In context, he meant an actual, respectable, principled prescriptivist rather than a charlatan,* a fit counterpart to a descriptivist.
I essayed a short reply: "A real prescriptivist would look like an editor trying to make choices appropriate to writer, occasion, publication, and audience; informed about descriptivists' empirical findings, and respectful of them; and attempting to arrive at sensible judgments about which conventions merit following. Modesty forbids …"
Mark Liberman generously follow up with this: "[The] genuine scholars of English usage find themselves forced to spend as much time marshaling evidence against the cranks who promote non-existent 'rules' as they do correcting the barbarians whose prose is genuinely non-standard, confusing, or mistaken. As a result, the word 'prescriptivist' is generally taken to refer to the crazies rather than to the scholars, and this seems unfair to me. The scholars also prescribe, after all, it's just that their recommendations are based on a rational analysis of the facts. It's as if we called witch-doctors 'prescriptivists' because they prescribe on the basis of magical thinking about imaginary spirits, while calling practitioners of evidence-based medicine 'descriptivists' because their recommendations are based on the factual relationship between remedies and their consequences."
The key word is prescribe. Descriptivists produce grammars and studies and dictionaries with their empirical findings about how language is operating. They disagree with one another, as scholars do, but they are bound to support their assertions with their findings. I am happy to heed their reports, but as an editor my function is to say what the writer ought to do.

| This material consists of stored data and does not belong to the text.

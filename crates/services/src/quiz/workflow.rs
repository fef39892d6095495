use std::sync::Arc;

use content::{ContentError, LessonRepository};
use lingo_core::model::LessonId;

use super::session::QuizSession;
use crate::error::QuizError;

/// Starts quiz sessions from the lesson content provider.
#[derive(Clone)]
pub struct QuizLoopService {
    lessons: Arc<dyn LessonRepository>,
}

impl QuizLoopService {
    #[must_use]
    pub fn new(lessons: Arc<dyn LessonRepository>) -> Self {
        Self { lessons }
    }

    /// Start a new attempt at the given lesson.
    ///
    /// # Errors
    ///
    /// Returns `QuizError::LessonNotFound` if there is no content for the lesson,
    /// or `QuizError::Content` for other content failures.
    pub async fn start_quiz(&self, lesson_id: LessonId) -> Result<QuizSession, QuizError> {
        match self.lessons.get_lesson(lesson_id).await {
            Ok(lesson) => {
                log::debug!("starting lesson {lesson_id} with {} questions", lesson.len());
                Ok(QuizSession::new(lesson))
            }
            Err(ContentError::NotFound) => Err(QuizError::LessonNotFound(lesson_id.to_string())),
            Err(err) => Err(QuizError::Content(err)),
        }
    }

    /// Start a quiz from a raw lesson key, such as a route segment.
    ///
    /// # Errors
    ///
    /// Returns `QuizError::LessonNotFound` for keys that do not parse as a lesson id
    /// or have no content.
    pub async fn start_quiz_by_key(&self, key: &str) -> Result<QuizSession, QuizError> {
        let lesson_id: LessonId = key
            .parse()
            .map_err(|_| QuizError::LessonNotFound(key.to_string()))?;
        self.start_quiz(lesson_id).await
    }
}
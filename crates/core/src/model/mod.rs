mod completion;
mod course;
mod ids;
mod language;
mod lesson;
mod progress;
mod question;

pub use ids::{LanguageCode, LanguageCodeError, LessonId, ParseIdError, UnitId};

pub use completion::LessonCompleted;
pub use course::{Course, CourseError, LessonEntry, Unit};
pub use language::{Language, SampleWord};
pub use lesson::{Lesson, LessonError};
pub use progress::{CompletionNotice, LearnerProgress, ProgressError};
pub use question::{Question, QuestionError, QuestionKind};
mod dashboard_vm;
mod language_vm;
mod lesson_vm;

pub use dashboard_vm::{
    DailyGoalVm, DashboardVm, LessonButtonVm, SampleWordVm, ToastVm, UnitVm, completion_toast,
    map_dashboard,
};
pub use language_vm::{LanguageCardVm, map_language_cards};
pub use lesson_vm::{
    AnswerOptionVm, LessonIntent, LessonOutcome, LessonScreen, LessonVm, ResultVm, start_lesson,
};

That makes me something of a rhetorician, responsible for gauging what vocabulary, what register, what metaphors, what syntax will best fit the author's subject and purpose and will be best received by the audience. Or, to come at it from another angle, I advise writers on questions of taste and fashion. Separating subject and verb with a comma was all the fashion in the eighteenth century; today it looks gauche. Contact as a verb was vulgar in the 1950s; today no one gives it a thought. I am the you're-not-going-out-in-public-in-that-are-you? colleague.
Tastes will vary, and judgments with them. Authorities, genuine authorities, will disagree, and students of the language will examine the authorities carefully, case by case and over time, to arrive at their own sensible judgments. Writers who have a choice will seek out editors whose tastes are congenial and whose judgments can be trusted.

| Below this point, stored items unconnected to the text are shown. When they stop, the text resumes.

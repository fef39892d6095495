//! JSON content packs.
//!
//! Records mirror the domain types so a pack can be read with serde and then
//! validated into `lingo_core` models without leaking serialization concerns
//! into the domain layer.

use std::collections::BTreeSet;
use std::path::Path;

use chrono::NaiveDate;
use lingo_core::model::{
    Course, Language, LanguageCode, LearnerProgress, Lesson, LessonEntry, LessonId, Question,
    QuestionKind, SampleWord, Unit, UnitId,
};
use lingo_core::unlock::SequentialUnlock;
use serde::{Deserialize, Serialize};

use crate::repository::{Content, ContentError};

#[derive(Debug, Clone, Default, PartialEq, Eq, Serialize, Deserialize)]
pub struct ContentPack {
    #[serde(default)]
    pub languages: Vec<LanguageRecord>,
    #[serde(default)]
    pub courses: Vec<CourseRecord>,
    #[serde(default)]
    pub lessons: Vec<LessonRecord>,
    #[serde(default)]
    pub profile: Option<ProfileRecord>,
    #[serde(default)]
    pub unlock: UnlockRecord,
}

/// Lessons that stay open on the dashboard whatever the learner has completed.
#[derive(Debug, Clone, Default, PartialEq, Eq, Serialize, Deserialize)]
pub struct UnlockRecord {
    #[serde(default)]
    pub always_open: Vec<u64>,
}

impl UnlockRecord {
    #[must_use]
    pub fn sequential(&self) -> SequentialUnlock {
        self.always_open
            .iter()
            .copied()
            .map(LessonId::new)
            .fold(SequentialUnlock::new(), SequentialUnlock::with_always_open)
    }
}

#[derive(Debug, Clone, PartialEq, Eq, Serialize, Deserialize)]
pub struct LanguageRecord {
    pub code: String,
    pub name: String,
    pub native_name: String,
    #[serde(default)]
    pub flag: String,
    #[serde(default)]
    pub speakers: String,
    #[serde(default)]
    pub spotlight: Option<String>,
    #[serde(default)]
    pub sample_words: Vec<SampleWordRecord>,
}

#[derive(Debug, Clone, PartialEq, Eq, Serialize, Deserialize)]
pub struct SampleWordRecord {
    pub word: String,
    pub translation: String,
    #[serde(default)]
    pub pronunciation: String,
}

/// One learning path, shared by every language listed in `languages`.
#[derive(Debug, Clone, PartialEq, Eq, Serialize, Deserialize)]
pub struct CourseRecord {
    pub languages: Vec<String>,
    pub units: Vec<UnitRecord>,
}

#[derive(Debug, Clone, PartialEq, Eq, Serialize, Deserialize)]
pub struct UnitRecord {
    pub id: u64,
    pub title: String,
    #[serde(default)]
    pub description: String,
    pub lessons: Vec<LessonEntryRecord>,
}

#[derive(Debug, Clone, PartialEq, Eq, Serialize, Deserialize)]
pub struct LessonEntryRecord {
    pub id: u64,
    pub title: String,
}

#[derive(Debug, Clone, PartialEq, Eq, Serialize, Deserialize)]
pub struct LessonRecord {
    pub id: u64,
    pub title: String,
    pub questions: Vec<QuestionRecord>,
}

#[derive(Debug, Clone, PartialEq, Eq, Serialize, Deserialize)]
pub struct QuestionRecord {
    #[serde(default)]
    pub kind: QuestionKind,
    pub prompt: String,
    pub options: Vec<String>,
    pub correct: String,
    #[serde(default)]
    pub explanation: String,
    #[serde(default)]
    pub audio: Option<String>,
}

/// Seed values for the learner's dashboard counters.
#[derive(Debug, Clone, PartialEq, Eq, Serialize, Deserialize)]
pub struct ProfileRecord {
    #[serde(default)]
    pub total_xp: u32,
    #[serde(default)]
    pub streak: u32,
    #[serde(default)]
    pub today_xp: u32,
    pub daily_goal: u32,
    #[serde(default)]
    pub completed: Vec<u64>,
}

/// Counts of what a pack installed.
#[derive(Debug, Clone, Copy, Default, PartialEq, Eq)]
pub struct PackSummary {
    pub languages: usize,
    pub courses: usize,
    pub lessons: usize,
}

fn invalid(context: impl std::fmt::Display, err: impl std::fmt::Display) -> ContentError {
    ContentError::Invalid(format!("{context}: {err}"))
}

impl LanguageRecord {
    /// # Errors
    ///
    /// Returns `ContentError::Invalid` if the code is not a valid language code.
    pub fn into_language(self) -> Result<Language, ContentError> {
        let code = LanguageCode::new(self.code.clone())
            .map_err(|e| invalid(format!("language {:?}", self.code), e))?;
        let words = self
            .sample_words
            .into_iter()
            .map(|w| SampleWord {
                word: w.word,
                translation: w.translation,
                pronunciation: w.pronunciation,
            })
            .collect();
        let mut language = Language::new(code, self.name, self.native_name, self.flag, self.speakers)
            .with_sample_words(words);
        if let Some(spotlight) = self.spotlight {
            language = language.with_spotlight(spotlight);
        }
        Ok(language)
    }
}

impl CourseRecord {
    /// One `Course` per listed language.
    ///
    /// # Errors
    ///
    /// Returns `ContentError::Invalid` for bad language codes or repeated ids.
    pub fn into_courses(self) -> Result<Vec<Course>, ContentError> {
        let units: Vec<Unit> = self
            .units
            .into_iter()
            .map(|unit| Unit {
                id: UnitId::new(unit.id),
                title: unit.title,
                description: unit.description,
                lessons: unit
                    .lessons
                    .into_iter()
                    .map(|entry| LessonEntry {
                        id: LessonId::new(entry.id),
                        title: entry.title,
                    })
                    .collect(),
            })
            .collect();

        self.languages
            .into_iter()
            .map(|raw| {
                let code = LanguageCode::new(raw.clone())
                    .map_err(|e| invalid(format!("course language {raw:?}"), e))?;
                Course::new(code, units.clone()).map_err(|e| invalid(format!("course {raw:?}"), e))
            })
            .collect()
    }
}

impl LessonRecord {
    /// # Errors
    ///
    /// Returns `ContentError::Invalid` if a question or the lesson fails validation.
    pub fn into_lesson(self) -> Result<Lesson, ContentError> {
        let id = LessonId::new(self.id);
        let questions = self
            .questions
            .into_iter()
            .enumerate()
            .map(|(idx, q)| {
                let question = Question::new(q.kind, q.prompt, q.options, q.correct, q.explanation)
                    .map_err(|e| invalid(format!("lesson {id} question {}", idx + 1), e))?;
                Ok(match q.audio {
                    Some(clip) => question.with_audio_clip(clip),
                    None => question,
                })
            })
            .collect::<Result<Vec<_>, ContentError>>()?;
        Lesson::new(id, self.title, questions).map_err(|e| invalid(format!("lesson {id}"), e))
    }
}

impl ProfileRecord {
    /// Build dashboard counters, treating `today` as the last active day.
    ///
    /// # Errors
    ///
    /// Returns `ContentError::Invalid` if the profile values are inconsistent.
    pub fn into_progress(self, today: NaiveDate) -> Result<LearnerProgress, ContentError> {
        let completed: BTreeSet<LessonId> = self.completed.into_iter().map(LessonId::new).collect();
        let last_active = (self.streak > 0 || self.today_xp > 0).then_some(today);
        LearnerProgress::restore(
            self.total_xp,
            self.streak,
            self.today_xp,
            self.daily_goal,
            last_active,
            completed,
        )
        .map_err(|e| invalid("profile", e))
    }
}

impl ContentPack {
    /// # Errors
    ///
    /// Returns `ContentError::Serialization` if the JSON does not match the pack shape.
    pub fn from_json_str(raw: &str) -> Result<Self, ContentError> {
        serde_json::from_str(raw).map_err(|e| ContentError::Serialization(e.to_string()))
    }

    /// # Errors
    ///
    /// Returns `ContentError::Io` if the file cannot be read, or
    /// `ContentError::Serialization` if it is not a valid pack.
    pub fn from_path(path: &Path) -> Result<Self, ContentError> {
        let raw = std::fs::read_to_string(path)
            .map_err(|e| ContentError::Io(format!("{}: {e}", path.display())))?;
        Self::from_json_str(&raw)
    }

    /// Validate every record and write the results into `content`.
    ///
    /// Nothing is written unless the whole pack validates.
    ///
    /// # Errors
    ///
    /// Returns `ContentError::Invalid` for records that fail validation, or any
    /// error reported by the repositories.
    pub async fn install(&self, content: &Content) -> Result<PackSummary, ContentError> {
        let languages = self
            .languages
            .iter()
            .cloned()
            .map(LanguageRecord::into_language)
            .collect::<Result<Vec<_>, _>>()?;
        let mut courses = Vec::new();
        for record in self.courses.iter().cloned() {
            courses.extend(record.into_courses()?);
        }
        let lessons = self
            .lessons
            .iter()
            .cloned()
            .map(LessonRecord::into_lesson)
            .collect::<Result<Vec<_>, _>>()?;

        for language in &languages {
            content.languages.upsert_language(language).await?;
        }
        for course in &courses {
            content.courses.upsert_course(course).await?;
        }
        for lesson in &lessons {
            content.lessons.upsert_lesson(lesson).await?;
        }

        let summary = PackSummary {
            languages: languages.len(),
            courses: courses.len(),
            lessons: lessons.len(),
        };
        log::info!(
            "installed content pack: {} languages, {} courses, {} lessons",
            summary.languages,
            summary.courses,
            summary.lessons
        );
        Ok(summary)
    }
}

impl Content {
    /// In-memory content holding everything in `pack`.
    ///
    /// # Errors
    ///
    /// Returns `ContentError::Invalid` if any record fails validation.
    pub async fn from_pack(pack: &ContentPack) -> Result<Self, ContentError> {
        let content = Self::in_memory();
        pack.install(&content).await?;
        Ok(content)
    }
}
use thiserror::Error;

use crate::model::ids::LessonId;
use crate::model::question::Question;

#[derive(Debug, Error, Clone, PartialEq, Eq)]
#[non_exhaustive]
pub enum LessonError {
    #[error("lesson title cannot be empty")]
    EmptyTitle,

    #[error("lesson {0} has no questions")]
    NoQuestions(LessonId),
}

/// Ordered, read-only sequence of questions.
#[derive(Debug, Clone, PartialEq, Eq)]
pub struct Lesson {
    id: LessonId,
    title: String,
    questions: Vec<Question>,
}

impl Lesson {
    /// # Errors
    ///
    /// Returns `LessonError::EmptyTitle` for a blank title and
    /// `LessonError::NoQuestions` when `questions` is empty.
    pub fn new(
        id: LessonId,
        title: impl Into<String>,
        questions: Vec<Question>,
    ) -> Result<Self, LessonError> {
        let title = title.into();
        if title.trim().is_empty() {
            return Err(LessonError::EmptyTitle);
        }
        if questions.is_empty() {
            return Err(LessonError::NoQuestions(id));
        }
        Ok(Self {
            id,
            title,
            questions,
        })
    }

    #[must_use]
    pub fn id(&self) -> LessonId {
        self.id
    }

    #[must_use]
    pub fn title(&self) -> &str {
        &self.title
    }

    #[must_use]
    pub fn questions(&self) -> &[Question] {
        &self.questions
    }

    #[must_use]
    pub fn question(&self, index: usize) -> Option<&Question> {
        self.questions.get(index)
    }

    /// Number of questions; always at least one.
    #[must_use]
    pub fn len(&self) -> usize {
        self.questions.len()
    }

    #[must_use]
    pub fn is_empty(&self) -> bool {
        self.questions.is_empty()
    }
}
use std::sync::Arc;

use content::{ContentError, CourseRepository, LanguageRepository};
use lingo_core::model::{Course, Language, LanguageCode, LearnerProgress, LessonId, UnitId};
use lingo_core::unlock::{LessonStatus, SequentialUnlock, UnlockPolicy, lesson_statuses};

use crate::error::DashboardError;

/// Static half of the dashboard: the language and its learning path.
#[derive(Debug, Clone, PartialEq, Eq)]
pub struct CourseOverview {
    pub language: Language,
    pub course: Course,
}

#[derive(Debug, Clone, PartialEq, Eq)]
pub struct LessonTile {
    pub id: LessonId,
    pub title: String,
    pub status: LessonStatus,
}

#[derive(Debug, Clone, PartialEq, Eq)]
pub struct UnitBoard {
    pub id: UnitId,
    pub title: String,
    pub description: String,
    pub lessons: Vec<LessonTile>,
}

/// Builds the per-language dashboard from content plus learner progress.
#[derive(Clone)]
pub struct DashboardService {
    languages: Arc<dyn LanguageRepository>,
    courses: Arc<dyn CourseRepository>,
    policy: Arc<dyn UnlockPolicy>,
}

impl DashboardService {
    #[must_use]
    pub fn new(languages: Arc<dyn LanguageRepository>, courses: Arc<dyn CourseRepository>) -> Self {
        Self {
            languages,
            courses,
            policy: Arc::new(SequentialUnlock::new()),
        }
    }

    #[must_use]
    pub fn with_policy(mut self, policy: Arc<dyn UnlockPolicy>) -> Self {
        self.policy = policy;
        self
    }

    /// Load the language and its course.
    ///
    /// # Errors
    ///
    /// Returns `DashboardError::LanguageNotFound` for unknown or malformed keys,
    /// `DashboardError::CourseNotFound` if the language has no course, or
    /// `DashboardError::Content` for other content failures.
    pub async fn load_overview(&self, key: &str) -> Result<CourseOverview, DashboardError> {
        let code =
            LanguageCode::new(key).map_err(|_| DashboardError::LanguageNotFound(key.into()))?;

        let language = match self.languages.get_language(&code).await {
            Ok(language) => language,
            Err(ContentError::NotFound) => return Err(DashboardError::LanguageNotFound(key.into())),
            Err(err) => return Err(err.into()),
        };
        let course = match self.courses.get_course(&code).await {
            Ok(course) => course,
            Err(ContentError::NotFound) => return Err(DashboardError::CourseNotFound(key.into())),
            Err(err) => return Err(err.into()),
        };

        Ok(CourseOverview { language, course })
    }

    /// Lesson tiles with their unlock status, unit by unit.
    #[must_use]
    pub fn board(&self, overview: &CourseOverview, progress: &LearnerProgress) -> Vec<UnitBoard> {
        let path = overview.course.lesson_path();
        let statuses = lesson_statuses(self.policy.as_ref(), &path, progress.completed());
        let mut statuses = statuses.into_iter();

        overview
            .course
            .units()
            .iter()
            .map(|unit| UnitBoard {
                id: unit.id,
                title: unit.title.clone(),
                description: unit.description.clone(),
                lessons: unit
                    .lessons
                    .iter()
                    .map(|entry| {
                        // `lesson_path` lists lessons in the same order as the units.
                        let status = statuses
                            .next()
                            .map_or(LessonStatus::Locked, |(_, status)| status);
                        LessonTile {
                            id: entry.id,
                            title: entry.title.clone(),
                            status,
                        }
                    })
                    .collect(),
            })
            .collect()
    }
}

So yes, there are real prescriptivists. I have worked with scores of them. I have trained some of them. They thing they all have in common, the quality that sets them apart from prating bogus prescriptivists, is respect for the evidence.
*Think I should give Clark Elder Morrow a rest? Hard to abandon such a delicious target, one who does not merely sport a "Kick Me" sign but has it embroidered into his coat.